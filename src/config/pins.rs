//! Pin bindings from TOML.

use serde::Deserialize;

use crate::board::PinId;

/// Coil and sensor pin numbers.
#[derive(Debug, Clone, PartialEq, Eq, Deserialize)]
pub struct PinConfig {
    /// Coil driver pins, in pattern order.
    pub coils: [u8; 4],

    /// Limit sensor pins (first, second).
    pub sensors: [u8; 2],
}

impl PinConfig {
    /// Coil pins as identifiers.
    pub fn coil_ids(&self) -> [PinId; 4] {
        self.coils.map(PinId)
    }

    /// Sensor pins as identifiers.
    pub fn sensor_ids(&self) -> [PinId; 2] {
        self.sensors.map(PinId)
    }

    /// All six pins, coils first.
    pub fn all(&self) -> [u8; 6] {
        let [a, b, c, d] = self.coils;
        let [e, f] = self.sensors;
        [a, b, c, d, e, f]
    }
}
___
_WORK REQUEST_
Write out only those lines of the entries that lie between the line containing "use crate::board::PinId;" and the last line, inclusive, reproducing them exactly.

_COMPLETED TASK_
use crate::board::PinId;

/// Coil and sensor pin numbers.
#[derive(Debug, Clone, PartialEq, Eq, Deserialize)]
pub struct PinConfig {
    /// Coil driver pins, in pattern order.
    pub coils: [u8; 4],

    /// Limit sensor pins (first, second).
    pub sensors: [u8; 2],
}

impl PinConfig {
    /// Coil pins as identifiers.
    pub fn coil_ids(&self) -> [PinId; 4] {
        self.coils.map(PinId)
    }

    /// Sensor pins as identifiers.
    pub fn sensor_ids(&self) -> [PinId; 2] {
        self.sensors.map(PinId)
    }

    /// All six pins, coils first.
    pub fn all(&self) -> [u8; 6] {
        let [a, b, c, d] = self.coils;
        let [e, f] = self.sensors;
        [a, b, c, d, e, f]
    }
}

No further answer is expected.